**PROBLEM DETAILS:**
When a line in the entries contains the word "siblings", copy that line in full.

(Saved entries)
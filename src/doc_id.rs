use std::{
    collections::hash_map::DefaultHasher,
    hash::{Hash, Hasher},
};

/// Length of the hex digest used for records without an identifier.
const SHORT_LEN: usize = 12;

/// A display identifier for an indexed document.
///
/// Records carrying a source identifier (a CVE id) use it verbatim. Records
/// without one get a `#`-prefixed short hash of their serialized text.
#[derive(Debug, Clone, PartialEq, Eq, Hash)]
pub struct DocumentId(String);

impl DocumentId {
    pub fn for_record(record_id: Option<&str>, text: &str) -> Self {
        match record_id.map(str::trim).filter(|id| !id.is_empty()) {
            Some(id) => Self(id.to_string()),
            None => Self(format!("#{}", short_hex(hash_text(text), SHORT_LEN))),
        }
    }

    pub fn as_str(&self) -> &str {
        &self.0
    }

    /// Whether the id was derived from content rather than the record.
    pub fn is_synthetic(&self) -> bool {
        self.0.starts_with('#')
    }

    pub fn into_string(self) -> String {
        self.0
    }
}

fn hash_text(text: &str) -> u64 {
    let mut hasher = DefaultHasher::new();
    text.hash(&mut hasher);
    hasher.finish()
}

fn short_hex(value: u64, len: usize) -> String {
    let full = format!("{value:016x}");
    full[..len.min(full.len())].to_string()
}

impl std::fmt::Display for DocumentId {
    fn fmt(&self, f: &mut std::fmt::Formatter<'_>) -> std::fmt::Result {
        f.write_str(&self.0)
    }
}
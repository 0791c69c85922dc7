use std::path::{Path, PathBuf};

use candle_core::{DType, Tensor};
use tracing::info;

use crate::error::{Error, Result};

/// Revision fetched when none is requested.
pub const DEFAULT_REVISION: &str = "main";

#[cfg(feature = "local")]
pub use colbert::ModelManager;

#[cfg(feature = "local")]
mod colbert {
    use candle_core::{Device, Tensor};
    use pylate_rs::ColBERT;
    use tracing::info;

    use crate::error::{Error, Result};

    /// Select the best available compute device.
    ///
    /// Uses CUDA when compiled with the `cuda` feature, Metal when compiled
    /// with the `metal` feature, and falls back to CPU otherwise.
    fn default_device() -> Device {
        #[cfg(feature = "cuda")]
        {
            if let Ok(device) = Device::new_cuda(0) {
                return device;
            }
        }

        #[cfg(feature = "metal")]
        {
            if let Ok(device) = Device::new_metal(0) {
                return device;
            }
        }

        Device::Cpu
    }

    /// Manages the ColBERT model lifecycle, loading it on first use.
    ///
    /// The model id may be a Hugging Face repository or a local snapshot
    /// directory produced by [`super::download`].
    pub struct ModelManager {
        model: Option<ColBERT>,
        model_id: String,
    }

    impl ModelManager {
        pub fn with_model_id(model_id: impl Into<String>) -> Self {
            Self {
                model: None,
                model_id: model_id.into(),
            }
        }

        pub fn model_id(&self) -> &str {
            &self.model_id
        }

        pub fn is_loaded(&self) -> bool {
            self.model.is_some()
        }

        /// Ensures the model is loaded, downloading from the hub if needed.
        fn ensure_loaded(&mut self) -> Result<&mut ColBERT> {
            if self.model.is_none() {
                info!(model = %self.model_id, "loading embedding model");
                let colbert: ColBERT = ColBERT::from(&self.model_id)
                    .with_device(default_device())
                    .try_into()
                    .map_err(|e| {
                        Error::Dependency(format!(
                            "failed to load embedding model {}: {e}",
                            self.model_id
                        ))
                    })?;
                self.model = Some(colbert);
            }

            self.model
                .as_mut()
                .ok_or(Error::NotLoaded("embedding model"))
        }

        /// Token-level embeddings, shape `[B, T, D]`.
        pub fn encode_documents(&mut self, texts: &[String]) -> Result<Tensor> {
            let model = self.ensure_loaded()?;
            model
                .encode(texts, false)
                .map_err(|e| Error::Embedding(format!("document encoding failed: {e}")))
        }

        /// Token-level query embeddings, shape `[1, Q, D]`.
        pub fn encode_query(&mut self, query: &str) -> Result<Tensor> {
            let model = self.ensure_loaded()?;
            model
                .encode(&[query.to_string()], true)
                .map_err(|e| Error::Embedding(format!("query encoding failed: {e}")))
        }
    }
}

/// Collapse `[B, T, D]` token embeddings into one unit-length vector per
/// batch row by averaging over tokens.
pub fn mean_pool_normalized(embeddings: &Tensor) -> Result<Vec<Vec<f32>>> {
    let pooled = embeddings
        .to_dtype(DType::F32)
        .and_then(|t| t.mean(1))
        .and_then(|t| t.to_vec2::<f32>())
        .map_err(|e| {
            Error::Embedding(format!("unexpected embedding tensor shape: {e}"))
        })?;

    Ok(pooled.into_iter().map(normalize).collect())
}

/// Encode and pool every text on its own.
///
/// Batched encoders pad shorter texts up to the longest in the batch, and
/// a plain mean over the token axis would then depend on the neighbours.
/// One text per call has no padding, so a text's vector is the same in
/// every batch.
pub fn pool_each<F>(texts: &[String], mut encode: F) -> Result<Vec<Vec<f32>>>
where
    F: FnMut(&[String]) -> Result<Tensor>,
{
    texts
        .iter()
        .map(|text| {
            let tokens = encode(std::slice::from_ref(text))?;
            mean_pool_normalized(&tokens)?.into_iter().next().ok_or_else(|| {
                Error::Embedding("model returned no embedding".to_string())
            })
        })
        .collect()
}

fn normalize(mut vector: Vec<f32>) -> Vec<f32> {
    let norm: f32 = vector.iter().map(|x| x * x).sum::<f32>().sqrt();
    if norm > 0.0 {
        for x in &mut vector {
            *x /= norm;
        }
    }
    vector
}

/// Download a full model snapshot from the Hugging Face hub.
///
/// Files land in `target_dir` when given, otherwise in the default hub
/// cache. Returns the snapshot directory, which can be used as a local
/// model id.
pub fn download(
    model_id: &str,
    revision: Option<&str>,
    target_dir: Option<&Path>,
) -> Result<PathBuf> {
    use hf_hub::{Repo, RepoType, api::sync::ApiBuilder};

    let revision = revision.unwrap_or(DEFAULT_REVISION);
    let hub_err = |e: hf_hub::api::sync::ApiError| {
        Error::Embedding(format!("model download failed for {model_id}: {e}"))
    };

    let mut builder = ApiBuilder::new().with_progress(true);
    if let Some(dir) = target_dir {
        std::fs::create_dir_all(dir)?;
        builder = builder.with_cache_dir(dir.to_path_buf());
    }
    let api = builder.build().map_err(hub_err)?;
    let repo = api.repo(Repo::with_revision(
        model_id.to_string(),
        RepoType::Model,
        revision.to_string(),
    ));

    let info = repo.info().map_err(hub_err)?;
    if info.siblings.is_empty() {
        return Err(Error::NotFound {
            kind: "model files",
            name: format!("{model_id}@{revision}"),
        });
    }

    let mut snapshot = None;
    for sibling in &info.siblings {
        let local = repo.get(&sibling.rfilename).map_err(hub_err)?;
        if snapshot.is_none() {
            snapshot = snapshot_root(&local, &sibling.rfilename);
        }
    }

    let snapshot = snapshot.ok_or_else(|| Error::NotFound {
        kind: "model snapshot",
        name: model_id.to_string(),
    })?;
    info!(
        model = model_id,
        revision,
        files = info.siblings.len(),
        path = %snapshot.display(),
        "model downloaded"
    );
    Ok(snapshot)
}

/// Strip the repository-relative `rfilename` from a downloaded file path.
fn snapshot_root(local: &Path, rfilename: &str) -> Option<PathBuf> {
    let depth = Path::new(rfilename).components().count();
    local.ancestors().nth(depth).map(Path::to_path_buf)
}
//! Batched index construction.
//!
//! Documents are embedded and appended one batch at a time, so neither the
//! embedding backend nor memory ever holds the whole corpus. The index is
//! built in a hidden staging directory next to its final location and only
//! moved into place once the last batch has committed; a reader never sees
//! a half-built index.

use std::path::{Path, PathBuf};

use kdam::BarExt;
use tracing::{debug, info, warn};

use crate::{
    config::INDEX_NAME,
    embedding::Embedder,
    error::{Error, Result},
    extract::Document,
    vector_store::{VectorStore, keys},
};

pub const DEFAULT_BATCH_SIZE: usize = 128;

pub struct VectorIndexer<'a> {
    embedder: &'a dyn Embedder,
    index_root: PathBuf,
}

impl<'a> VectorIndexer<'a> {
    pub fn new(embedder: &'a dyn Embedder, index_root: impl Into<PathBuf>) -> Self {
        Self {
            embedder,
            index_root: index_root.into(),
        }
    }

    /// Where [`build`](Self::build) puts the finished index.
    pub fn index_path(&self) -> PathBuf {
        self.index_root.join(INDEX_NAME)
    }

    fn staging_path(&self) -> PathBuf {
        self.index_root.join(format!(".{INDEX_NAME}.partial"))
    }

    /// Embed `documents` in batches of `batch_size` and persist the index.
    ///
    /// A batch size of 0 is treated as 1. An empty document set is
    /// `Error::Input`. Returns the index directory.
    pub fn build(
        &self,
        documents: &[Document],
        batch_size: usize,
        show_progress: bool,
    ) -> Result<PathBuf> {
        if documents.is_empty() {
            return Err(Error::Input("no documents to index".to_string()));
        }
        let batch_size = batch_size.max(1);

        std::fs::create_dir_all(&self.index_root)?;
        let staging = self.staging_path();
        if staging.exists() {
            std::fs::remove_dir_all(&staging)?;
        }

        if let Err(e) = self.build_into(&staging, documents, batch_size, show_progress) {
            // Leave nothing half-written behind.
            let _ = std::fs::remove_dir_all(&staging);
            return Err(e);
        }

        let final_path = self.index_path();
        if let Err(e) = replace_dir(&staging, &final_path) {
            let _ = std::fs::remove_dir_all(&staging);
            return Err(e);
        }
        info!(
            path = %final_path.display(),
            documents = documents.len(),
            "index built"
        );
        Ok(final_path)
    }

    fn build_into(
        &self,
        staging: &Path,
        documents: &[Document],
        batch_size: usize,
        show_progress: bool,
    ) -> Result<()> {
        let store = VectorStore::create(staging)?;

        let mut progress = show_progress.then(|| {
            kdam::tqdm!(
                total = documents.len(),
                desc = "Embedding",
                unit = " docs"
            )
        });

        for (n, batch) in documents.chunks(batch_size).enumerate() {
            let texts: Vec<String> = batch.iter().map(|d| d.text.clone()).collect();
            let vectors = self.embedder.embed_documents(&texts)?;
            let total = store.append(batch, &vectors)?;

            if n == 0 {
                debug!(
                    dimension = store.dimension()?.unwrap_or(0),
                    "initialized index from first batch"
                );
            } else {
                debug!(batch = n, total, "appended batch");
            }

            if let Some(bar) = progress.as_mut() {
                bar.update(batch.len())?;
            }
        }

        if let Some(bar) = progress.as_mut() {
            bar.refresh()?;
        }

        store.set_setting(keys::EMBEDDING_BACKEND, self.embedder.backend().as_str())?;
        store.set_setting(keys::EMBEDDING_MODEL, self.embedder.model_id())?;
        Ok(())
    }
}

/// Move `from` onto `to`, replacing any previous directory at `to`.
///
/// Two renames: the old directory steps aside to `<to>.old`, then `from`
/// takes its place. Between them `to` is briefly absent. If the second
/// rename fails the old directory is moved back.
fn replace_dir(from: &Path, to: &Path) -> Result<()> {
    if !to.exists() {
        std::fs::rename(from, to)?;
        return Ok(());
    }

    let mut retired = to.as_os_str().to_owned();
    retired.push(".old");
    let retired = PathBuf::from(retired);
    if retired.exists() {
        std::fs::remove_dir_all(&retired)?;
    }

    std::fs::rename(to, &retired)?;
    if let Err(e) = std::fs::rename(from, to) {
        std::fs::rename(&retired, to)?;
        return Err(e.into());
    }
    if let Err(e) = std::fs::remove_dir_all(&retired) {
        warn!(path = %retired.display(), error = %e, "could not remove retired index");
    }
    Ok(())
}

**ANSWER BELOW:**
    if info.siblings.is_empty() {
    for sibling in &info.siblings {
        files = info.siblings.len(),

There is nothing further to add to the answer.